BEGIN

//! Windowed, best-effort reads over one record kind.
//!
//! [`read_all`] returns a [`RecordScan`]: a lazy, restartable view of every
//! `*.json` file in the kind's directory. Iterating it yields the records
//! whose timestamp is at or after `since`, plus a [`ReadWarning`] for every
//! file that could not be read or parsed. A bad file never aborts the scan.
//!
//! Directory order is whatever the filesystem reports; callers that need a
//! deterministic order use [`RecordScan::collect_sorted`].

use chrono::{DateTime, Utc};
use serde::{Deserialize, Serialize};
use std::marker::PhantomData;
use std::path::{Path, PathBuf};
use tracing::warn;
use walkdir::WalkDir;

use crate::error::{LogError, LogResult};
use crate::models::LogRecord;
use crate::store::RecordStore;

/// A file skipped during a scan.
#[derive(Debug, Clone, PartialEq, Eq, Serialize, Deserialize)]
pub struct ReadWarning {
    /// Path relative to the store root (e.g. `meetings/meeting_x.json`).
    pub file: String,
    pub reason: String,
}

/// One item of a scan: a record in the window, or a skipped file.
pub type ScanItem<R> = Result<R, ReadWarning>;

/// Lazy scan over one kind's directory.
///
/// Cheap to hold; nothing is read until [`RecordScan::iter`] is called, and
/// every call starts a fresh pass over the directory.
#[derive(Debug, Clone)]
pub struct RecordScan<R> {
    root: PathBuf,
    dir: Option<PathBuf>,
    since: DateTime<Utc>,
    _kind: PhantomData<fn() -> R>,
}

/// Records and warnings drained from a scan, records sorted by
/// `(timestamp, id)` ascending.
#[derive(Debug, Clone)]
pub struct ReadOutcome<R> {
    pub records: Vec<R>,
    pub warnings: Vec<ReadWarning>,
}

/// Opens a scan over all records of kind `R` with `timestamp >= since`.
///
/// A kind directory that does not exist yet is an empty scan. A directory
/// that exists but cannot be listed is a storage error.
pub fn read_all<R: LogRecord>(
    store: &RecordStore,
    since: DateTime<Utc>,
) -> LogResult<RecordScan<R>> {
    let dir = store.kind_dir(R::KIND);
    let dir = match std::fs::read_dir(&dir) {
        Ok(_) => Some(dir),
        Err(e) if e.kind() == std::io::ErrorKind::NotFound => None,
        Err(e) => return Err(LogError::storage(&dir, e)),
    };

    Ok(RecordScan {
        root: store.root().to_path_buf(),
        dir,
        since,
        _kind: PhantomData,
    })
}

impl<R: LogRecord> RecordScan<R> {
    /// Starts a new pass over the directory.
    pub fn iter(&self) -> RecordIter<R> {
        let walker = self.dir.as_ref().map(|dir| {
            WalkDir::new(dir)
                .min_depth(1)
                .max_depth(1)
                .follow_links(false)
                .into_iter()
        });
        RecordIter {
            root: self.root.clone(),
            walker,
            since: self.since,
            _kind: PhantomData,
        }
    }

    /// Drains one pass into sorted records plus warnings.
    ///
    /// Every warning is logged.
    pub fn collect_sorted(&self) -> ReadOutcome<R> {
        let mut records = Vec::new();
        let mut warnings = Vec::new();

        for item in self.iter() {
            match item {
                Ok(record) => records.push(record),
                Err(warning) => {
                    warn!(
                        kind = %R::KIND,
                        file = %warning.file,
                        reason = %warning.reason,
                        "skipping unreadable record"
                    );
                    warnings.push(warning);
                }
            }
        }

        records.sort_by(|a: &R, b: &R| {
            a.timestamp()
                .cmp(&b.timestamp())
                .then_with(|| a.id().cmp(b.id()))
        });
        warnings.sort_by(|a, b| a.file.cmp(&b.file));

        ReadOutcome { records, warnings }
    }
}

impl<'a, R: LogRecord> IntoIterator for &'a RecordScan<R> {
    type Item = ScanItem<R>;
    type IntoIter = RecordIter<R>;

    fn into_iter(self) -> Self::IntoIter {
        self.iter()
    }
}

/// Iterator produced by [`RecordScan::iter`].
pub struct RecordIter<R> {
    root: PathBuf,
    walker: Option<walkdir::IntoIter>,
    since: DateTime<Utc>,
    _kind: PhantomData<fn() -> R>,
}

impl<R: LogRecord> Iterator for RecordIter<R> {
    type Item = ScanItem<R>;

    fn next(&mut self) -> Option<Self::Item> {
        let walker = self.walker.as_mut()?;

        loop {
            let entry = match walker.next()? {
                Ok(entry) => entry,
                Err(e) => {
                    let file = e
                        .path()
                        .map(|p| relative(&self.root, p))
                        .unwrap_or_else(|| "<unknown>".to_string());
                    return Some(Err(ReadWarning {
                        file,
                        reason: e.to_string(),
                    }));
                }
            };

            let path = entry.path();
            if !entry.file_type().is_file()
                || path.extension().and_then(|e| e.to_str()) != Some("json")
            {
                continue;
            }

            match load_record::<R>(path) {
                Ok(record) if record.timestamp() >= self.since => return Some(Ok(record)),
                Ok(_) => continue,
                Err(reason) => {
                    return Some(Err(ReadWarning {
                        file: relative(&self.root, path),
                        reason,
                    }))
                }
            }
        }
    }
}

fn load_record<R: LogRecord>(path: &Path) -> Result<R, String> {
    let bytes = std::fs::read(path).map_err(|e| format!("read failed: {}", e))?;
    let record: R = serde_json::from_slice(&bytes).map_err(|e| format!("parse failed: {}", e))?;
    if record.id().is_empty() {
        return Err("record has no id".to_string());
    }
    Ok(record)
}

fn relative(root: &Path, path: &Path) -> String {
    path.strip_prefix(root)
        .unwrap_or(path)
        .to_string_lossy()
        .replace('\\', "/")
}
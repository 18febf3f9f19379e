use tracing_subscriber::{layer::SubscriberExt, util::SubscriberInitExt, EnvFilter};

const DEFAULT_FILTER: &str = "project_log=info,plog=info,tower_http=info";

/// Installs the global `tracing` subscriber.
///
/// `RUST_LOG` overrides the default filter. Output goes to stderr so
/// command output on stdout stays machine-readable. Calling this twice is
/// harmless; the second call is ignored.
pub fn init_tracing() {
    let _ = tracing_subscriber::registry()
        .with(EnvFilter::try_from_default_env().unwrap_or_else(|_| DEFAULT_FILTER.into()))
        .with(tracing_subscriber::fmt::layer().with_writer(std::io::stderr))
        .try_init();
}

END

* Assignment: Above are records; repeat only the lines starting at the line with "aborts the scan." and ending at the line with "pub struct ReadWarning", exactly as they appear, both included.

* Solution to the exercise:
//! file that could not be read or parsed. A bad file never aborts the scan.
//!
//! Directory order is whatever the filesystem reports; callers that need a
//! deterministic order use [`RecordScan::collect_sorted`].

use chrono::{DateTime, Utc};
use serde::{Deserialize, Serialize};
use std::marker::PhantomData;
use std::path::{Path, PathBuf};
use tracing::warn;
use walkdir::WalkDir;

use crate::error::{LogError, LogResult};
use crate::models::LogRecord;
use crate::store::RecordStore;

/// A file skipped during a scan.
#[derive(Debug, Clone, PartialEq, Eq, Serialize, Deserialize)]
pub struct ReadWarning {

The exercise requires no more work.